Le marché national des produits à base de café est évalué à 3,7359 billions de wons, soit une hausse de 35,6% par rapport à 2018. Ce montant concerne les produits conditionnés au sein d’une économie du café plus vaste, qui comprend également un réseau dense d’établissements. La croissance plus rapide du café en grains indique que la valeur se déplace vers la torréfaction, la mouture et la préparation en café, plutôt que de rester concentrée dans les formats instantanés préportionnés.
Plus de 100 000 cafés renforcent la concurrence
La Corée du Sud compte désormais plus de 100 000 cafés. Ce réseau donne au café en grains un accès étendu aux consommateurs, mais accroît aussi la pression concurrentielle sur chaque exploitant. La croissance globale ne garantit pas celle de tous les établissements : un nombre supérieur de points de vente se partage la fréquentation, ce qui renforce l’importance de l’emplacement, du prix, de la qualité et de l’efficacité opérationnelle.
L’expansion touche les deux extrémités du marché. Le café de spécialité progresse parce que les consommateurs recherchent des grains de meilleure qualité et des profils aromatiques plus distinctifs. Parallèlement, les enseignes bon marché vendant de grandes boissons renforcent leur présence. Ces formats répondent à des occasions de consommation différentes, mais reposent tous deux sur le café en grains et réduisent l’espace historiquement occupé par les mélanges instantanés.
Un marché à deux niveaux modifie les besoins d’approvisionnement
La coexistence des formats de spécialité et des offres axées sur le prix crée des exigences distinctes pour les torréfacteurs, fournisseurs et chaînes. Les opérateurs spécialisés ont besoin d’une qualité constante, de traçabilité et de profils aromatiques différenciés. Les vendeurs de grandes boissons bon marché privilégient l’échelle des achats, les assemblages standardisés et le strict contrôle du coût par tasse.
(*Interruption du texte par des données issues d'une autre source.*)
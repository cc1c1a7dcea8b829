use std::cmp::Ordering;
use std::fmt;
use std::hash::{Hash, Hasher};

use chrono::NaiveDateTime;
use rand::Rng;

/// アクター（ディスパッチャ、ドローン）の識別子
pub type ActorId = u64;

/// 地理座標を表す不変の値型
///
/// 等価性とハッシュは座標のビット表現に基づく構造的なものです。
#[derive(Debug, Clone, Copy)]
pub struct Location {
    /// 緯度
    pub latitude: f64,
    /// 経度
    pub longitude: f64,
}

impl Location {
    pub fn new(latitude: f64, longitude: f64) -> Self {
        Self { latitude, longitude }
    }

    /// 2点間のユークリッド距離を計算
    pub fn distance_to(&self, other: &Location) -> f64 {
        ((self.latitude - other.latitude).powi(2) + (self.longitude - other.longitude).powi(2)).sqrt()
    }
}

impl PartialEq for Location {
    fn eq(&self, other: &Self) -> bool {
        self.latitude.to_bits() == other.latitude.to_bits()
            && self.longitude.to_bits() == other.longitude.to_bits()
    }
}

impl Eq for Location {}

impl Hash for Location {
    fn hash<H: Hasher>(&self, state: &mut H) {
        self.latitude.to_bits().hash(state);
        self.longitude.to_bits().hash(state);
    }
}

impl fmt::Display for Location {
    fn fmt(&self, f: &mut fmt::Formatter<'_>) -> fmt::Result {
        write!(f, "({:.6}, {:.6})", self.latitude, self.longitude)
    }
}

/// 訪問予定時刻付きの経由地点
///
/// 予定時刻の昇順で全順序付けされます。同時刻の場合は座標で順序を決め、
/// 同じ入力に対して常に同じ訪問順になるようにしています。
#[derive(Debug, Clone, Copy)]
pub struct Waypoint {
    /// 訪問する地点
    pub location: Location,
    /// 予定時刻
    pub time: NaiveDateTime,
}

impl Waypoint {
    pub fn new(location: Location, time: NaiveDateTime) -> Self {
        Self { location, time }
    }
}

impl Ord for Waypoint {
    fn cmp(&self, other: &Self) -> Ordering {
        self.time
            .cmp(&other.time)
            .then(self.location.latitude.total_cmp(&other.location.latitude))
            .then(self.location.longitude.total_cmp(&other.location.longitude))
    }
}

impl PartialOrd for Waypoint {
    fn partial_cmp(&self, other: &Self) -> Option<Ordering> {
        Some(self.cmp(other))
    }
}

impl PartialEq for Waypoint {
    fn eq(&self, other: &Self) -> bool {
        self.cmp(other) == Ordering::Equal
    }
}

impl Eq for Waypoint {}

/// 渋滞レベル
#[derive(Debug, Clone, Copy, PartialEq, Eq, Hash)]
pub enum Congestion {
    /// 渋滞
    Heavy,
    /// やや混雑
    Moderate,
    /// 順調
    Light,
}

impl Congestion {
    pub const ALL: [Congestion; 3] = [Congestion::Heavy, Congestion::Moderate, Congestion::Light];
}

impl fmt::Display for Congestion {
    fn fmt(&self, f: &mut fmt::Formatter<'_>) -> fmt::Result {
        let label = match self {
            Congestion::Heavy => "HEAVY",
            Congestion::Moderate => "MODERATE",
            Congestion::Light => "LIGHT",
        };
        f.write_str(label)
    }
}

/// 交通状況レポート
///
/// ドローンが駅の近くを訪問した際に作成し、ディスパッチャ経由で
/// レポートリポジトリに保存されます。
#[derive(Debug, Clone, PartialEq)]
pub struct TrafficReport {
    /// 報告したドローンのID
    pub drone_id: ActorId,
    /// 訪問した経由地点の予定時刻
    pub time: NaiveDateTime,
    /// 観測速度（km/h）
    pub speed: f64,
    /// 渋滞レベル
    pub congestion: Congestion,
}

impl TrafficReport {
    /// 観測速度の上限（この値は含まない）
    pub const MAX_OBSERVED_SPEED: u32 = 140;

    pub fn new(drone_id: ActorId, time: NaiveDateTime, speed: f64, congestion: Congestion) -> Self {
        Self { drone_id, time, speed, congestion }
    }

    /// 速度と渋滞レベルを乱数で決めたレポートを生成
    pub fn random_instance<R: Rng + ?Sized>(drone_id: ActorId, time: NaiveDateTime, rng: &mut R) -> Self {
        let speed = f64::from(rng.random_range(0..Self::MAX_OBSERVED_SPEED));
        let congestion = Congestion::ALL[rng.random_range(0..Congestion::ALL.len())];
        Self::new(drone_id, time, speed, congestion)
    }
}

impl fmt::Display for TrafficReport {
    fn fmt(&self, f: &mut fmt::Formatter<'_>) -> fmt::Result {
        write!(
            f,
            "TrafficReport[drone={}, time={}, speed={:.0}, congestion={}]",
            self.drone_id, self.time, self.speed, self.congestion
        )
    }
}

#[cfg(test)]
mod tests {
    use super::*;
    use chrono::NaiveDate;
    use rand::SeedableRng;
    use rand::rngs::StdRng;
    use std::collections::HashSet;

    fn at(hour: u32, min: u32) -> NaiveDateTime {
        NaiveDate::from_ymd_opt(2011, 3, 22)
            .and_then(|d| d.and_hms_opt(hour, min, 0))
            .expect("valid test time")
    }

    #[test]
    fn test_distance_is_euclidean() {
        let a = Location::new(0.0, 0.0);
        let b = Location::new(3.0, 4.0);
        assert_eq!(a.distance_to(&b), 5.0);
        assert_eq!(b.distance_to(&a), 5.0);
    }

    #[test]
    fn test_location_structural_equality() {
        let mut stations = HashSet::new();
        stations.insert(Location::new(51.5, -0.12));
        stations.insert(Location::new(51.5, -0.12));
        stations.insert(Location::new(51.5, -0.13));
        assert_eq!(stations.len(), 2);
    }

    #[test]
    fn test_waypoint_ordered_by_time() {
        let early = Waypoint::new(Location::new(9.0, 9.0), at(8, 0));
        let late = Waypoint::new(Location::new(0.0, 0.0), at(8, 5));
        assert!(early < late);

        let tie = Waypoint::new(Location::new(1.0, 1.0), at(8, 0));
        assert!(tie < early);
        assert_ne!(tie, early);
    }

    #[test]
    fn test_random_report_within_bounds() {
        let mut rng = StdRng::seed_from_u64(7);
        for _ in 0..200 {
            let report = TrafficReport::random_instance(5937, at(8, 0), &mut rng);
            assert_eq!(report.drone_id, 5937);
            assert!(report.speed >= 0.0 && report.speed < 140.0);
            assert_eq!(report.speed.fract(), 0.0);
        }
    }
}
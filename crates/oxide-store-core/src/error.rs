//! Error types for store operations.
//!
//! Display strings are part of the wire contract: the REST layer forwards
//! them verbatim, so changing one is a breaking change.

use crate::types::ColumnType;

/// Errors that can occur while executing commands against the store.
#[derive(Debug, thiserror::Error)]
pub enum StoreError {
    /// A table with this name already exists.
    #[error("table {0} already exists")]
    TableAlreadyExists(String),

    /// No table with this name.
    #[error("table {0} not found")]
    TableNotFound(String),

    /// An inserted row is missing schema columns.
    #[error("{} required", list_columns(.0))]
    ColumnsRequired(Vec<String>),

    /// A row or predicate names columns absent from the schema.
    #[error("{} not found", list_columns(.0))]
    ColumnsNotFound(Vec<String>),

    /// A create-table command arrived with an empty column map.
    #[error("cannot create table without columns")]
    NoColumns,

    /// A schema entry used a type tag outside the supported set.
    #[error("cannot create column {column} with type {type_name}")]
    InvalidTypeProvided {
        /// Column the bad tag was declared for.
        column: String,
        /// The unsupported type tag.
        type_name: String,
    },

    /// A real interval with a lower bound above its upper bound.
    #[error("invalid range {a}>{b}")]
    InvalidRange {
        /// Lower bound.
        a: f64,
        /// Upper bound.
        b: f64,
    },

    /// A real interval that is not a two element array.
    #[error("invalid range declaration, should be provided as a two element array")]
    InvalidRangeDeclaration,

    /// A value that cannot be coerced to its column's type.
    #[error("cannot convert value to {expected} for column {column}")]
    TypeMismatch {
        /// Column the value was supplied for.
        column: String,
        /// The column's declared type.
        expected: ColumnType,
    },

    /// A command with a type tag outside the supported set.
    #[error("unknown command type: {0}")]
    UnknownCommand(String),

    /// Snapshot file I/O or encoding failure.
    #[error("db io error: {0}")]
    Io(#[from] std::io::Error),
}

impl StoreError {
    /// Whether this error is an internal failure rather than a domain error.
    ///
    /// The REST layer maps internal failures to 500 and everything else
    /// to 409.
    #[must_use]
    pub const fn is_internal(&self) -> bool {
        matches!(self, Self::Io(_))
    }
}

/// Renders a pluralised column list: `column a` or `columns a, b`.
fn list_columns(columns: &[String]) -> String {
    let noun = if columns.len() == 1 {
        "column"
    } else {
        "columns"
    };
    format!("{noun} {}", columns.join(", "))
}

/// Result type for store operations.
pub type Result<T> = std::result::Result<T, StoreError>;

#[cfg(test)]
mod tests {
    use super::*;

    #[test]
    fn stable_messages() {
        assert_eq!(
            StoreError::TableAlreadyExists("frog".into()).to_string(),
            "table frog already exists"
        );
        assert_eq!(
            StoreError::TableNotFound("frog".into()).to_string(),
            "table frog not found"
        );
        assert_eq!(
            StoreError::NoColumns.to_string(),
            "cannot create table without columns"
        );
        assert_eq!(
            StoreError::InvalidTypeProvided {
                column: "x".into(),
                type_name: "unknown_type".into(),
            }
            .to_string(),
            "cannot create column x with type unknown_type"
        );
        assert_eq!(
            StoreError::InvalidRange { a: 3.5, b: 1.5 }.to_string(),
            "invalid range 3.5>1.5"
        );
        assert_eq!(
            StoreError::UnknownCommand("truncate".into()).to_string(),
            "unknown command type: truncate"
        );
    }

    #[test]
    fn column_lists_pluralise() {
        assert_eq!(
            StoreError::ColumnsRequired(vec!["legs".into()]).to_string(),
            "column legs required"
        );
        assert_eq!(
            StoreError::ColumnsRequired(vec!["legs".into(), "jump".into()]).to_string(),
            "columns legs, jump required"
        );
        assert_eq!(
            StoreError::ColumnsNotFound(vec!["wings".into()]).to_string(),
            "column wings not found"
        );
    }

    #[test]
    fn io_is_internal() {
        let err = StoreError::Io(std::io::Error::other("boom"));
        assert!(err.is_internal());
        assert!(!StoreError::NoColumns.is_internal());
    }
}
Les fournisseurs limités à un seul segment risquent donc d’avoir une clientèle plus étroite que les entreprises proposant plusieurs qualités et formats.
Pour les producteurs et exportateurs qui approvisionnent la Corée du Sud, la multiplication par 2,4 du segment signale un débouché commercial plus large pour le café torréfié et non torréfié. Les données disponibles ne précisent ni les volumes importés, ni les origines, ni les prix, ce qui empêche de chiffrer l’effet sur chaque pays producteur. Dans un marché de plus en plus structuré autour des cafés et des boissons fraîchement préparées, la régularité, le comportement à la torréfaction et la fiabilité des livraisons devraient néanmoins peser davantage dans les achats.
La Corée du Sud devient un terrain d’essai pour les marques
L’association de plus de 100 000 cafés, d’une demande haut de gamme et d’une vive concurrence par les prix a fait de la Corée du Sud un terrain d’essai pour les marques mondiales. Les entreprises qui entrent dans le pays ou y développent leurs activités doivent évoluer sur un marché où les consommateurs peuvent choisir entre un produit de spécialité et une grande boisson bon marché dans une même zone commerciale.
Le recul des mélanges ne signifie pas la disparition des produits instantanés. Il montre que cette catégorie ne détermine plus la direction du marché. Le café en grains possède désormais la dynamique la plus forte, soutenue par un vaste réseau physique et une demande allant des goûts individuels et de la qualité supérieure au prix et au volume. Pour les transformateurs, négociants et investisseurs, la question n’est plus de savoir si les consommateurs adopteront le café servi en établissement, mais quels opérateurs pourront dégager des rendements durables sur un marché toujours plus encombré.